Repeat only the lines below from the one containing "Playwright CLI subprocess." through the one containing "per invocation. The", inclusive, exactly as written.
*** Entries provided
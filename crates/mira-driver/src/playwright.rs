use std::process::Stdio;

use base64::Engine;
use serde::{Deserialize, Serialize};
use serde_json::Value;
use tokio::sync::Mutex;
use tracing::debug;

use crate::network::NetworkConditions;
use crate::page::{ConsoleLine, DriverError, DriverResult, PageDriver, SelectorState};

fn default_timeout_ms() -> u64 {
    5_000
}

/// One operation sent to the bridge CLI as a JSON argv payload.
#[derive(Debug, Clone, Serialize, Deserialize)]
pub struct PageCommand {
    pub op: String,
    #[serde(default)]
    pub selector: String,
    #[serde(default)]
    pub text: String,
    #[serde(default)]
    pub url: String,
    #[serde(default)]
    pub state: Option<SelectorState>,
    #[serde(default = "default_timeout_ms")]
    pub timeout_ms: u64,
    #[serde(default)]
    pub expression: String,
    #[serde(default)]
    pub network: Option<NetworkConditions>,
}

impl PageCommand {
    fn op(op: &str) -> Self {
        Self {
            op: op.to_string(),
            selector: String::new(),
            text: String::new(),
            url: String::new(),
            state: None,
            timeout_ms: default_timeout_ms(),
            expression: String::new(),
            network: None,
        }
    }
}

/// JSON response printed by the bridge CLI on stdout.
#[derive(Debug, Clone, Serialize, Deserialize)]
pub struct PageCommandResult {
    pub ok: bool,
    #[serde(default)]
    pub timed_out: bool,
    #[serde(default)]
    pub error: String,
    #[serde(default)]
    pub value: Value,
}

#[derive(Debug, Default)]
struct BridgeSessionState {
    started: bool,
    shut_down: bool,
}

/// [`PageDriver`] bridging to a Playwright CLI subprocess.
///
/// The bridge accepts `start-session`, `execute <json>` and `shutdown-session`
/// subcommands and prints one JSON [`PageCommandResult`] per invocation. The
/// browser session starts lazily on first use and shuts down exactly once;
/// `Drop` fires a best-effort shutdown for abandoned sessions.
#[derive(Debug)]
pub struct PlaywrightCliPageDriver {
    cli_path: String,
    session: Mutex<BridgeSessionState>,
}

impl PlaywrightCliPageDriver {
    pub fn new(cli_path: impl Into<String>) -> anyhow::Result<Self> {
        let cli_path = cli_path.into();
        if cli_path.trim().is_empty() {
            anyhow::bail!("playwright bridge cli path cannot be empty");
        }
        Ok(Self {
            cli_path,
            session: Mutex::new(BridgeSessionState::default()),
        })
    }

    async fn invoke(&self, subcommand: &str, payload: Option<&PageCommand>) -> DriverResult<String> {
        let mut command = tokio::process::Command::new(self.cli_path.trim());
        command.arg(subcommand);
        if let Some(payload) = payload {
            let encoded = serde_json::to_string(payload)
                .map_err(|error| DriverError::Other(format!("encode page command: {error}")))?;
            command.arg(encoded);
        }
        command.stdout(Stdio::piped()).stderr(Stdio::piped());

        let output = command.output().await.map_err(|error| {
            DriverError::Other(format!(
                "failed to launch bridge cli '{}': {error}",
                self.cli_path
            ))
        })?;
        if !output.status.success() {
            let stderr = String::from_utf8_lossy(&output.stderr).trim().to_string();
            return Err(DriverError::Other(format!(
                "bridge subcommand '{subcommand}' failed: {}",
                if stderr.is_empty() { "no output" } else { &stderr }
            )));
        }
        Ok(String::from_utf8_lossy(&output.stdout).trim().to_string())
    }

    async fn ensure_session(&self) -> DriverResult<()> {
        let mut session = self.session.lock().await;
        if session.started {
            return Ok(());
        }
        self.invoke("start-session", None).await?;
        session.started = true;
        debug!(cli = %self.cli_path, "bridge session started");
        Ok(())
    }

    async fn execute(&self, command: PageCommand) -> DriverResult<Value> {
        self.ensure_session().await?;
        let what = if command.selector.is_empty() {
            command.op.clone()
        } else {
            format!("{} {}", command.op, command.selector)
        };
        let timeout_ms = command.timeout_ms;
        let raw = self.invoke("execute", Some(&command)).await?;
        if raw.is_empty() {
            return Err(DriverError::Other(
                "bridge returned empty response for execute".to_string(),
            ));
        }
        let result: PageCommandResult = serde_json::from_str(&raw)
            .map_err(|error| DriverError::Other(format!("parse bridge response: {error}")))?;
        if result.timed_out {
            return Err(DriverError::Timeout { what, timeout_ms });
        }
        if !result.ok {
            return Err(DriverError::Other(if result.error.is_empty() {
                "bridge reported failure without detail".to_string()
            } else {
                result.error
            }));
        }
        Ok(result.value)
    }

    /// Shuts the bridge session down. Safe to call more than once.
    pub async fn shutdown(&self) -> DriverResult<()> {
        let mut session = self.session.lock().await;
        if !session.started || session.shut_down {
            return Ok(());
        }
        self.invoke("shutdown-session", None).await?;
        session.shut_down = true;
        Ok(())
    }
}

impl Drop for PlaywrightCliPageDriver {
    fn drop(&mut self) {
        let state = self.session.get_mut();
        if state.started && !state.shut_down {
            let _ = std::process::Command::new(self.cli_path.trim())
                .arg("shutdown-session")
                .stdout(Stdio::null())
                .stderr(Stdio::null())
                .spawn();
        }
    }
}

#[async_trait::async_trait]
impl PageDriver for PlaywrightCliPageDriver {
    async fn navigate(&self, url: &str) -> DriverResult<()> {
        let mut command = PageCommand::op("navigate");
        command.url = url.to_string();
        self.execute(command).await.map(|_| ())
    }

    async fn fill(&self, selector: &str, text: &str) -> DriverResult<()> {
        let mut command = PageCommand::op("fill");
        command.selector = selector.to_string();
        command.text = text.to_string();
        self.execute(command).await.map(|_| ())
    }

    async fn click(&self, selector: &str) -> DriverResult<()> {
        let mut command = PageCommand::op("click");
        command.selector = selector.to_string();
        self.execute(command).await.map(|_| ())
    }

    async fn wait_for_selector(
        &self,
        selector: &str,
        state: SelectorState,
        timeout_ms: u64,
    ) -> DriverResult<()> {
        let mut command = PageCommand::op("wait_for_selector");
        command.selector = selector.to_string();
        command.state = Some(state);
        command.timeout_ms = timeout_ms;
        self.execute(command).await.map(|_| ())
    }

    async fn text_content(&self, selector: &str) -> DriverResult<String> {
        let mut command = PageCommand::op("text_content");
        command.selector = selector.to_string();
        let value = self.execute(command).await?;
        Ok(value.as_str().unwrap_or_default().to_string())
    }

    async fn count(&self, selector: &str) -> DriverResult<usize> {
        let mut command = PageCommand::op("count");
        command.selector = selector.to_string();
        let value = self.execute(command).await?;
        value
            .as_u64()
            .map(|count| count as usize)
            .ok_or_else(|| DriverError::Other(format!("count returned non-integer: {value}")))
    }

    async fn is_visible(&self, selector: &str) -> DriverResult<bool> {
        let mut command = PageCommand::op("is_visible");
        command.selector = selector.to_string();
        let value = self.execute(command).await?;
        Ok(value.as_bool().unwrap_or(false))
    }

    async fn evaluate(&self, expression: &str) -> DriverResult<Value> {
        let mut command = PageCommand::op("evaluate");
        command.expression = expression.to_string();
        self.execute(command).await
    }

    async fn screenshot(&self) -> DriverResult<Vec<u8>> {
        let value = self.execute(PageCommand::op("screenshot")).await?;
        let encoded = value
            .as_str()
            .ok_or_else(|| DriverError::Other("screenshot returned no data".to_string()))?;
        base64::engine::general_purpose::STANDARD
            .decode(encoded)
            .map_err(|error| DriverError::Other(format!("decode screenshot: {error}")))
    }

    async fn emulate_network(&self, conditions: &NetworkConditions) -> DriverResult<()> {
        let mut command = PageCommand::op("emulate_network");
        command.network = Some(*conditions);
        self.execute(command).await.map(|_| ())
    }

    async fn drain_console(&self) -> DriverResult<Vec<ConsoleLine>> {
        let value = self.execute(PageCommand::op("drain_console")).await?;
        serde_json::from_value(value)
            .map_err(|error| DriverError::Other(format!("parse console lines: {error}")))
    }
}

#[cfg(test)]
mod tests {
    use std::path::PathBuf;

    use super::PlaywrightCliPageDriver;
    use crate::page::{DriverError, PageDriver, SelectorState};

    fn write_mock_bridge(path: &PathBuf) {
        std::fs::write(
            path,
            r##"#!/usr/bin/env python3
import json
import pathlib
import sys

session_file = pathlib.Path(__file__).with_suffix(".session")
command = sys.argv[1] if len(sys.argv) > 1 else ""

if command == "start-session":
    session_file.write_text("active", encoding="utf-8")
    print(json.dumps({"ok": True}))
    raise SystemExit(0)

if command == "shutdown-session":
    if session_file.exists():
        session_file.unlink()
    print(json.dumps({"ok": True}))
    raise SystemExit(0)

payload = json.loads(sys.argv[2]) if len(sys.argv) > 2 else {}
op = payload.get("op", "")

if op == "navigate":
    print(json.dumps({"ok": True, "value": {"url": payload.get("url", "")}}))
elif op == "count":
    print(json.dumps({"ok": True, "value": 2}))
elif op == "text_content":
    print(json.dumps({"ok": True, "value": "He encontrado resultados"}))
elif op == "wait_for_selector":
    if payload.get("selector") == "#never":
        print(json.dumps({"ok": False, "timed_out": True}))
    else:
        print(json.dumps({"ok": True}))
else:
    print(json.dumps({"ok": False, "error": "unsupported op " + op}))
"##,
        )
        .expect("write mock bridge");
        #[cfg(unix)]
        {
            use std::os::unix::fs::PermissionsExt;
            let mut perms = std::fs::metadata(path).expect("stat").permissions();
            perms.set_mode(0o755);
            std::fs::set_permissions(path, perms).expect("chmod");
        }
    }

    #[test]
    fn unit_driver_rejects_empty_bridge_path() {
        let error = PlaywrightCliPageDriver::new("  ").expect_err("empty path should fail");
        assert!(error.to_string().contains("cannot be empty"));
    }

    #[tokio::test]
    async fn functional_bridge_round_trip_starts_session_once_and_shuts_down() {
        let temp = tempfile::tempdir().expect("tempdir");
        let script = temp.path().join("mock-bridge.py");
        write_mock_bridge(&script);
        let session_file = script.with_extension("session");

        let driver =
            PlaywrightCliPageDriver::new(script.to_string_lossy().to_string()).expect("driver");
        driver
            .navigate("https://example.test")
            .await
            .expect("navigate");
        assert!(session_file.exists());

        let count = driver.count(".property-thumbnail").await.expect("count");
        assert_eq!(count, 2);
        let text = driver
            .text_content(".message.assistant:last-child")
            .await
            .expect("text");
        assert!(text.contains("encontrado"));

        driver.shutdown().await.expect("shutdown");
        assert!(!session_file.exists());
        // Second shutdown is a no-op.
        driver.shutdown().await.expect("repeat shutdown");
    }

    #[tokio::test]
    async fn regression_bridge_timeout_maps_to_typed_timeout() {
        let temp = tempfile::tempdir().expect("tempdir");
        let script = temp.path().join("mock-bridge.py");
        write_mock_bridge(&script);

        let driver =
            PlaywrightCliPageDriver::new(script.to_string_lossy().to_string()).expect("driver");
        let error = driver
            .wait_for_selector("#never", SelectorState::Visible, 250)
            .await
            .expect_err("should time out");
        assert!(error.is_timeout());
        match error {
            DriverError::Timeout { timeout_ms, .. } => assert_eq!(timeout_ms, 250),
            other => panic!("unexpected error: {other}"),
        }
        driver.shutdown().await.expect("shutdown");
    }
}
******
• _Response_
/// [`PageDriver`] bridging to a Playwright CLI subprocess.
///
/// The bridge accepts `start-session`, `execute <json>` and `shutdown-session`
/// subcommands and prints one JSON [`PageCommandResult`] per invocation. The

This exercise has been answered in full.